Türkiye Besin ve içecek Sanayi Dernekleri Federasyonu Başkanı Demir ŞARMAN
Gıda endüstrimiz, dış ticaret fazlası veren dallardan biri olarak Türkiye iktisadının hem bugünü hem de yarını açısından stratejik pozisyonda yer alıyor. Lakin bu potansiyelin daha aktif bir şekilde kıymetlendirilmesi, sürdürülebilir üretim modellerinin benimsenmesi ve ihracat odaklı stratejilerin hayata geçirilmesiyle mümkün.
Küresel rekabete uyumlu bir dal yapımız var
Ekonomimizin lokomotif dallarından biri olan besin ve içecek sanayi hem ülke içi arz güvenliğine hem de dış ticaret istikrarına katkısıyla stratejik pozisyonda. 2024 yılında yaklaşık 27,7 milyar dolar besin ihracatıyla sektörümüz, ülkemizin toplam tarım ve besin ihracatında itici güç olmayı sürdürdü. Bu güçlü performans, sırf üretim kapasitemizin değil, birebir vakitte global rekabetteki ahenk yeteneğimizin de bir göstergesi. Lakin küresel ölçekte artan sürdürülebilirlik beklentileri, besin ihracatımızın geleceğine dair yeni bir bakış açısını zorunlu kılıyor.
Gıda ve içecek endüstrimiz, ziraî hammaddenin katma kıymetli esere dönüşümünü sağlayarak, ihracatta sırf ölçü anlamında değil, nitelik bakımından da bir sıçrama meydana getiriyor. Bu tarafıyla, sanayileşmiş tarım modelinin başarısı olarak değerlendirilebilecek kesimimiz, birebir vakitte yüz binlerce bireye istihdam sağlayan ve birçok alt dalı içinde barındıran bir yapıya sahip. Dolayısıyla besin ihracatının artırılması, sadece dış ticaret fazlası vermesiyle değil, birebir zamanda kırsal kalkınmanın desteklenmesi ve tarım-sanayi entegrasyonunun güçlendirilmesi açısından da kritik kıymette.

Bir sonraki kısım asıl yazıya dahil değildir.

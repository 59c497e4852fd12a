// Parsing and formatting helpers.
//
// Spreadsheet exports are messy: numbers arrive with thousands separators,
// dates arrive as text in a few layouts or as serial day numbers. Everything
// that has to cope with that lives here.
use chrono::{Duration, NaiveDate, NaiveDateTime};
use num_format::{Locale, ToFormattedString};

/// Parse a string-like value into `f64` while being forgiving about
/// formatting issues that are common in spreadsheet exports.
///
/// - Trims whitespace.
/// - Rejects values that contain alphabetic characters.
/// - Strips thousands separators like `","` before parsing.
/// - Returns `None` for anything that cannot be safely parsed or is not
///   finite.
pub fn parse_f64_safe(s: Option<&str>) -> Option<f64> {
    let s = s?.trim();
    if s.is_empty() {
        return None;
    }
    if s.chars().any(|c| c.is_ascii_alphabetic()) {
        return None;
    }
    let s = s.replace(',', "");
    s.parse::<f64>().ok().filter(|v| v.is_finite())
}

const DATE_FORMATS: [&str; 3] = ["%Y-%m-%d", "%Y/%m/%d", "%m/%d/%Y"];
const DATETIME_FORMATS: [&str; 2] = ["%Y-%m-%d %H:%M:%S", "%Y-%m-%dT%H:%M:%S"];

/// Parse a textual date. Timestamps keep the calendar date as written; no
/// time-zone conversion happens.
pub fn parse_date_safe(s: Option<&str>) -> Option<NaiveDate> {
    let s = s?.trim();
    if s.is_empty() {
        return None;
    }
    for fmt in DATE_FORMATS {
        if let Ok(d) = NaiveDate::parse_from_str(s, fmt) {
            return Some(d);
        }
    }
    if let Ok(dt) = chrono::DateTime::parse_from_rfc3339(s) {
        return Some(dt.naive_local().date());
    }
    for fmt in DATETIME_FORMATS {
        if let Ok(dt) = NaiveDateTime::parse_from_str(s, fmt) {
            return Some(dt.date());
        }
    }
    None
}

/// Spreadsheet serial day number to a date (day 0 is 1899-12-30).
pub fn date_from_serial(serial: f64) -> Option<NaiveDate> {
    // 2_958_465 is 9999-12-31, the last day spreadsheets can represent.
    if !serial.is_finite() || !(1.0..=2_958_465.0).contains(&serial) {
        return None;
    }
    let epoch = NaiveDate::from_ymd_opt(1899, 12, 30)?;
    epoch.checked_add_signed(Duration::days(serial.trunc() as i64))
}

pub fn format_number(n: f64, decimals: usize) -> String {
    // Fixed decimals plus locale-aware thousands separators (`1,234,567.89`).
    let neg = n.is_sign_negative() && n != 0.0;
    let s = format!("{:.*}", decimals, n.abs());
    let mut parts = s.split('.');
    let int_part = parts.next().unwrap_or("0");
    let frac_part = parts.next();
    let int_val: i64 = int_part.parse().unwrap_or(0);
    let mut res = int_val.to_formatted_string(&Locale::en);
    if let Some(frac) = frac_part {
        res.push('.');
        res.push_str(frac);
    }
    if neg && res.chars().any(|c| c.is_ascii_digit() && c != '0') {
        format!("-{}", res)
    } else {
        res
    }
}

pub fn format_int<T>(n: T) -> String
where
    T: ToFormattedString,
{
    // Counts in console messages (e.g., `9,855 rows loaded`).
    n.to_formatted_string(&Locale::en)
}
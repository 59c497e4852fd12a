use crate::error::Result;
use crate::types::{Cell, MappingRecord, Row};
use crate::util::parse_f64_safe;
use csv::{ReaderBuilder, StringRecord};
use std::io::Read;
use std::path::Path;
use tracing::{debug, info};

#[derive(Debug, Clone, Default, PartialEq, Eq)]
pub struct LoadReport {
    pub total_rows: usize,
    pub loaded_rows: usize,
    pub parse_errors: usize,
}

fn to_row(headers: &StringRecord, record: &StringRecord) -> Row {
    let mut row = Row::new();
    for (header, raw) in headers.iter().zip(record.iter()) {
        let raw = raw.trim();
        if raw.is_empty() {
            continue;
        }
        let cell = match parse_f64_safe(Some(raw)) {
            Some(n) => Cell::Number(n),
            None => Cell::Text(raw.to_string()),
        };
        row.insert(header, cell);
    }
    row
}

/// Read a data sheet exported as CSV. Numeric-looking cells become numbers,
/// blank cells are left out of the row.
pub fn load_rows<R: Read>(reader: R) -> Result<(Vec<Row>, LoadReport)> {
    let mut rdr = ReaderBuilder::new().flexible(true).from_reader(reader);
    let headers = rdr.headers()?.clone();
    let mut report = LoadReport::default();
    let mut rows = Vec::new();

    for result in rdr.records() {
        report.total_rows += 1;
        let record = match result {
            Ok(r) => r,
            Err(e) => {
                debug!(error = %e, "unreadable record");
                report.parse_errors += 1;
                continue;
            }
        };
        rows.push(to_row(&headers, &record));
    }

    report.loaded_rows = rows.len();
    info!(rows = report.loaded_rows, errors = report.parse_errors, "loaded data sheet");
    Ok((rows, report))
}

pub fn load_rows_from_path(path: impl AsRef<Path>) -> Result<(Vec<Row>, LoadReport)> {
    load_rows(std::fs::File::open(path)?)
}

/// Read the mapping sheet (`variable`, `Channel`, `Sub_Category`,
/// `Category`). Unreadable lines are skipped.
pub fn load_mapping<R: Read>(reader: R) -> Result<Vec<MappingRecord>> {
    let mut rdr = ReaderBuilder::new().flexible(true).from_reader(reader);
    let mut records = Vec::new();
    for result in rdr.deserialize::<MappingRecord>() {
        match result {
            Ok(r) => records.push(r),
            Err(e) => debug!(error = %e, "skipping mapping line"),
        }
    }
    info!(entries = records.len(), "loaded mapping sheet");
    Ok(records)
}

pub fn load_mapping_from_path(path: impl AsRef<Path>) -> Result<Vec<MappingRecord>> {
    load_mapping(std::fs::File::open(path)?)
}

#[cfg(test)]
mod tests {
    use super::*;

    #[test]
    fn reads_typed_cells() {
        let data = "Week,A,B,Segment\n2023-01-05,10,\"1,500\",Hi\n2023-02-10,20,,Lo\n";
        let (rows, report) = load_rows(data.as_bytes()).unwrap();
        assert_eq!(report, LoadReport { total_rows: 2, loaded_rows: 2, parse_errors: 0 });
        assert_eq!(rows[0].number("B"), Some(1500.0));
        assert_eq!(rows[0].get("Week"), Some(&Cell::from("2023-01-05")));
        assert!(rows[1].get("B").is_none());
        assert_eq!(rows[1].get("Segment"), Some(&Cell::from("Lo")));
    }

    #[test]
    fn reads_mapping_with_blank_targets() {
        let data = "variable,Channel,Sub_Category,Category\nA,X,,Paid\nB,,Sub,\n";
        let records = load_mapping(data.as_bytes()).unwrap();
        assert_eq!(records.len(), 2);
        assert_eq!(records[0].channel.as_deref(), Some("X"));
        assert_eq!(records[1].channel, None);
        assert_eq!(records[1].sub_category.as_deref(), Some("Sub"));
    }
}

Bugün global pazarlarda başarılı olmak, yalnızca kaliteli üretimle mümkün değil. Günümüzde sürdürülebilirlik, izlenebilirlik ve dijitalleşme üzere alanlarda sağlanacak dönüşüm, önümüzdeki devrin rekabetçiliğini de belirleyecek. Avrupa Yeşil Mutabakatı, hudutta karbon düzenlemeleri ve sürdürülebilir tedarik zinciri talepleri; besin ihracatçılarımızın da iş modelinde stratejik planlamaları mecburî kılıyor.
Özellikle global anlamda yaşanan pandemi sonrası değişen tüketici beklentileri, dünya nizamında kimi değişikliklere sebep oldu. Sağlıklı, emniyetli ve etraf dostu eserlere olan talep arttı. Türkiye bu noktada önemli avantajlara sahip. Fakat bu avantajları da kalıcı rekabet üstünlüğüne dönüştürmek için yapılması gerekenler var. Ziraî üretimin planlanması, girdi maliyetlerinin düşürülmesi, lojistik altyapısının güçlendirilmesi ve ihracat takviyelerinin daha bütüncül hale getirilmesi üzere alanlarda yapılacak stratejik yatırımlar, ihracat artışını yapısal bir büyümeye dönüştürür.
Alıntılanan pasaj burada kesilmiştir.